I’m using linux mint 21.3, and a process (brave aka chrome) sometimes memory leaking, so eats all the RAM, and then linux goes into swap death loop, when everything freezes (sometimes the mouse cursor is moving), and nothing can’t be done, i can just see the HDD led blinking, and do a reset. Is there a way to make the system automatically detect swap death loop, and close the biggest ram user process, and so on?
Just turn off swap? You don’t really need it, and the kernel wiil just oom kill without it.
This doesn’t work to avoid thrashing. The kernel may invoke the OOM killer slightly quicker if you have no swap, so I guess that can sort of help, but it doesn’t properly solve the problem.

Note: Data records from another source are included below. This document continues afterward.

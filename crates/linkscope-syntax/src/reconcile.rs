//! Position reconciliation.
//!
//! The parser wraps each document in a synthetic function before parsing, so
//! every position it reports is shifted by a fixed number of lines and by the
//! parser's column origin. `PositionShift` undoes that shift.
//!
//! Reconciliation is a single-application transform: it consumes native
//! coordinates (`NativePosition`/`NativeSpan`) and produces editor
//! coordinates (`Position`/`Range`). Shifting an editor range again is not a
//! no-op, which is why the two coordinate systems are separate types.
//!
//! The second half of this module narrows a coarse node span to the exact
//! sub-span a highlighting classification needs: only a function's name,
//! only a call's callee, only a string's quoted text.

use linkscope_common::config::PositionShiftConfig;
use linkscope_common::position::{byte_to_utf16_column, utf16_len, utf16_to_byte_index};
use linkscope_common::{LineMap, NativePosition, NativeSpan, Position, Range};
use memchr::memmem;
use serde::Serialize;
use smallvec::SmallVec;

use crate::node::{Literal, NodeArena, NodeIndex, NodeKind};

/// Width of the `fun ` keyword that precedes a function name.
pub const FUN_KEYWORD_WIDTH: u32 = 4;

/// Narrowed ranges for one node; most classifications produce one.
pub type NarrowedRanges = SmallVec<[Range; 2]>;

/// Fixed offset between parser-native and editor coordinates.
#[derive(Clone, Copy, Debug, PartialEq, Eq)]
pub struct PositionShift {
    pub line: u32,
    pub column: u32,
}

impl Default for PositionShift {
    fn default() -> Self {
        PositionShift::from_config(&PositionShiftConfig::default())
    }
}

impl PositionShift {
    pub const fn new(line: u32, column: u32) -> Self {
        PositionShift { line, column }
    }

    pub fn from_config(config: &PositionShiftConfig) -> Self {
        PositionShift {
            line: config.line,
            column: config.column,
        }
    }

    /// Map a native position to editor coordinates.
    pub fn reconcile(self, position: NativePosition) -> Position {
        Position::new(
            position.line.saturating_sub(self.line),
            position.column.saturating_sub(self.column),
        )
    }

    pub fn reconcile_span(self, span: NativeSpan) -> Range {
        Range::new(self.reconcile(span.start), self.reconcile(span.end))
    }

    /// Map an editor request position into the tree's coordinates.
    pub fn to_native(self, position: Position) -> NativePosition {
        NativePosition::new(
            position.line.saturating_add(self.line),
            position.character.saturating_add(self.column),
        )
    }

    /// Editor line of a native line, `None` for lines the wrapper added.
    pub fn editor_line(self, native_line: u32) -> Option<u32> {
        native_line.checked_sub(self.line)
    }
}

/// Semantic-highlighting classification of a node.
#[derive(Clone, Copy, Debug, PartialEq, Eq, Hash, PartialOrd, Ord, Serialize)]
#[serde(rename_all = "camelCase")]
pub enum Classification {
    UsedVariable,
    UnusedVariable,
    UsedFunction,
    UnusedFunction,
    FunctionCall,
    StringConstant,
    NumberConstant,
    Projection,
    VariantTag,
    MarkupDeclaration,
    MarkupTag,
    MarkupAttribute,
}

/// Reconciles and narrows spans of one document.
pub struct Reconciler<'a> {
    shift: PositionShift,
    source: &'a str,
    line_map: &'a LineMap,
}

impl<'a> Reconciler<'a> {
    pub fn new(shift: PositionShift, source: &'a str, line_map: &'a LineMap) -> Self {
        Self {
            shift,
            source,
            line_map,
        }
    }

    pub fn shift(&self) -> PositionShift {
        self.shift
    }

    pub fn reconcile(&self, position: NativePosition) -> Position {
        self.shift.reconcile(position)
    }

    pub fn reconcile_span(&self, span: NativeSpan) -> Range {
        self.shift.reconcile_span(span)
    }

    /// Source text of the editor line holding native line `native_line`.
    pub fn native_line_text(&self, native_line: u32) -> Option<&'a str> {
        let line = self.shift.editor_line(native_line)?;
        self.line_map.line_text(line as usize, self.source)
    }

    /// Single-line range of `length` columns starting at `start`.
    fn run(&self, start: NativePosition, length: u32) -> Range {
        let start = self.reconcile(start);
        Range::on_line(start.line, start.character, length)
    }

    /// Range of the identifier a node introduces or references.
    ///
    /// For function declarations this is the name after the `fun` keyword.
    pub fn name_range(&self, arena: &NodeArena, node: NodeIndex) -> Option<Range> {
        let n = arena.get(node)?;
        match &n.kind {
            NodeKind::Fun { name } => self.function_name_range(n.span, name),
            NodeKind::Variable { name } | NodeKind::Binder { name, .. } => {
                Some(self.run(n.span.start, utf16_len(name)))
            }
            _ => None,
        }
    }

    /// Narrow `node` to the sub-spans `classification` highlights.
    pub fn narrow(
        &self,
        arena: &NodeArena,
        node: NodeIndex,
        classification: Classification,
    ) -> NarrowedRanges {
        let mut out = NarrowedRanges::new();
        let Some(n) = arena.get(node) else {
            return out;
        };

        let range = match (classification, &n.kind) {
            (
                Classification::UsedVariable
                | Classification::UnusedVariable
                | Classification::UsedFunction
                | Classification::UnusedFunction,
                NodeKind::Fun { .. } | NodeKind::Variable { .. } | NodeKind::Binder { .. },
            ) => self.name_range(arena, node),
            (Classification::FunctionCall, NodeKind::FunCall) => {
                let callee = arena.children(node).first().copied();
                match callee.and_then(|c| arena.kind(c)) {
                    Some(NodeKind::Variable { name }) => Some(self.run(n.span.start, utf16_len(name))),
                    _ => None,
                }
            }
            (Classification::FunctionCall, NodeKind::Variable { name }) => {
                Some(self.run(n.span.start, utf16_len(name)))
            }
            (Classification::StringConstant, NodeKind::Constant(Literal::String(text))) => {
                self.locate_literal(n.span, text)
            }
            (Classification::NumberConstant, NodeKind::Constant(Literal::Number(text))) => {
                Some(self.run(n.span.start, utf16_len(text)))
            }
            (Classification::Projection, NodeKind::Projection { field }) => {
                let length = utf16_len(field);
                let start = NativePosition::new(n.span.end.line, n.span.end.column.saturating_sub(length));
                Some(self.run(start, length))
            }
            (Classification::VariantTag, NodeKind::Constructor { tag }) => {
                Some(self.run(n.span.start, utf16_len(tag)))
            }
            (Classification::MarkupDeclaration, NodeKind::Xml { tag }) => {
                Some(self.run(n.span.start.advance(1), utf16_len(tag)))
            }
            (Classification::MarkupTag, NodeKind::Xml { tag }) => self.closing_tag_range(n.span, tag),
            (Classification::MarkupAttribute, NodeKind::XmlAttr { name }) => {
                Some(self.run(n.span.start, utf16_len(name)))
            }
            _ => None,
        };

        if let Some(range) = range {
            out.push(range);
        }
        out
    }

    /// `fun name(...)`: the name starts after the keyword. When the source
    /// disagrees (annotations, odd spacing) the name is searched on the line.
    fn function_name_range(&self, span: NativeSpan, name: &str) -> Option<Range> {
        let length = utf16_len(name);
        let guess = span.start.advance(FUN_KEYWORD_WIDTH);
        // The wrapper function starts above the document.
        let line = self.shift.editor_line(span.start.line)?;
        let Some(line_text) = self.native_line_text(span.start.line) else {
            return Some(self.run(guess, length));
        };

        let guess_column = guess.column.saturating_sub(self.shift.column);
        if let Some(byte) = utf16_to_byte_index(line_text, guess_column) {
            if line_text[byte..].starts_with(name) && is_word_end(line_text, byte + name.len()) {
                return Some(self.run(guess, length));
            }
        }

        let from_column = span.start.column.saturating_sub(self.shift.column);
        let from = utf16_to_byte_index(line_text, from_column).unwrap_or(0);
        let byte = find_word(line_text, name, from)?;
        let column = byte_to_utf16_column(line_text, byte);
        Some(Range::on_line(line, column, length))
    }

    /// Locate a string literal's text on its source line. The parser's
    /// columns inside quoted content are unreliable, so search inside the
    /// node span first and fall back to the whole line.
    fn locate_literal(&self, span: NativeSpan, text: &str) -> Option<Range> {
        let line = self.shift.editor_line(span.start.line)?;
        let line_text = self.native_line_text(span.start.line)?;
        let length = utf16_len(text);

        let from_column = span.start.column.saturating_sub(self.shift.column);
        let from = utf16_to_byte_index(line_text, from_column).unwrap_or(line_text.len());
        let within = if span.is_single_line() {
            let to_column = span.end.column.saturating_sub(self.shift.column);
            utf16_to_byte_index(line_text, to_column).unwrap_or(line_text.len())
        } else {
            line_text.len()
        };

        let found = line_text
            .get(from..within.max(from))
            .and_then(|window| memmem::find(window.as_bytes(), text.as_bytes()))
            .map(|offset| from + offset)
            .or_else(|| memmem::find(line_text.as_bytes(), text.as_bytes()))?;

        let column = byte_to_utf16_column(line_text, found);
        Some(Range::on_line(line, column, length))
    }

    /// The name inside `</tag>` when the element ends with a closing tag.
    fn closing_tag_range(&self, span: NativeSpan, tag: &str) -> Option<Range> {
        let line_text = self.native_line_text(span.end.line)?;
        let end_column = span.end.column.saturating_sub(self.shift.column);
        let end = utf16_to_byte_index(line_text, end_column)?;
        let closing = format!("</{tag}>");
        if !line_text[..end].ends_with(&closing) {
            return None;
        }
        let length = utf16_len(tag);
        let start = NativePosition::new(span.end.line, span.end.column.saturating_sub(length + 1));
        Some(self.run(start, length))
    }
}

/// Pure form of `Reconciler::narrow` for callers that hold no reconciler.
pub fn narrow(
    arena: &NodeArena,
    node: NodeIndex,
    classification: Classification,
    source: &str,
    shift: PositionShift,
) -> NarrowedRanges {
    let line_map = LineMap::build(source);
    Reconciler::new(shift, source, &line_map).narrow(arena, node, classification)
}

fn is_ident_char(ch: char) -> bool {
    ch.is_alphanumeric() || ch == '_' || ch == '\''
}

fn is_word_end(text: &str, byte: usize) -> bool {
    text[byte..].chars().next().is_none_or(|ch| !is_ident_char(ch))
}

/// Byte index of the first whole-word occurrence of `word` at or after `from`.
pub fn find_word(text: &str, word: &str, from: usize) -> Option<usize> {
    if word.is_empty() {
        return None;
    }
    let haystack = text.get(from..)?;
    let finder = memmem::Finder::new(word.as_bytes());
    for offset in finder.find_iter(haystack.as_bytes()) {
        let byte = from + offset;
        let starts_word = text[..byte].chars().next_back().is_none_or(|ch| !is_ident_char(ch));
        if starts_word && is_word_end(text, byte + word.len()) {
            return Some(byte);
        }
    }
    None
}

#[cfg(test)]
mod tests {
    use super::*;

    #[test]
    fn test_reconcile_subtracts_shift() {
        let shift = PositionShift::new(1, 1);
        assert_eq!(shift.reconcile(NativePosition::new(3, 5)), Position::new(2, 4));
        assert_eq!(shift.to_native(Position::new(2, 4)), NativePosition::new(3, 5));
    }

    #[test]
    fn test_reconcile_saturates_on_wrapper_lines() {
        let shift = PositionShift::new(1, 1);
        assert_eq!(shift.reconcile(NativePosition::new(0, 0)), Position::new(0, 0));
        assert_eq!(shift.editor_line(0), None);
    }

    #[test]
    fn test_find_word_respects_boundaries() {
        assert_eq!(find_word("max x", "x", 0), Some(4));
        assert_eq!(find_word("x'", "x", 0), None);
        assert_eq!(find_word("f(x, x)", "x", 3), Some(5));
    }
}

On Linux, there’s a thing called the page cache (aka disk cache): Every time (part of) a file gets read to or written from, that (part of) the file gets copied to RAM. The file is then kept there unless that RAM is needed for something more important. It is cached in RAM. But since it is also on disk, the kernel can drop the file from RAM anytime it wants.
If you’re low on RAM, the kernel therefore evicts all of the disk cache, because it can, because those pages can be reloaded from disk if needed. This means it will drop all the programs you’re running, the binary code. So any program you’re running is constantly interrupted, because its code is not in RAM.
So it runs a couple of instructions, but oh no! Call to function foo() from glibc, but guess what? That’s on disk. Queue wait for the kernel to load that. Oh now it wants function bar() from zlib, shit! Need to load that. Since loading stuff from disk is about as slow as running like a gazillion instructions, all your programs are like 1000x slower now.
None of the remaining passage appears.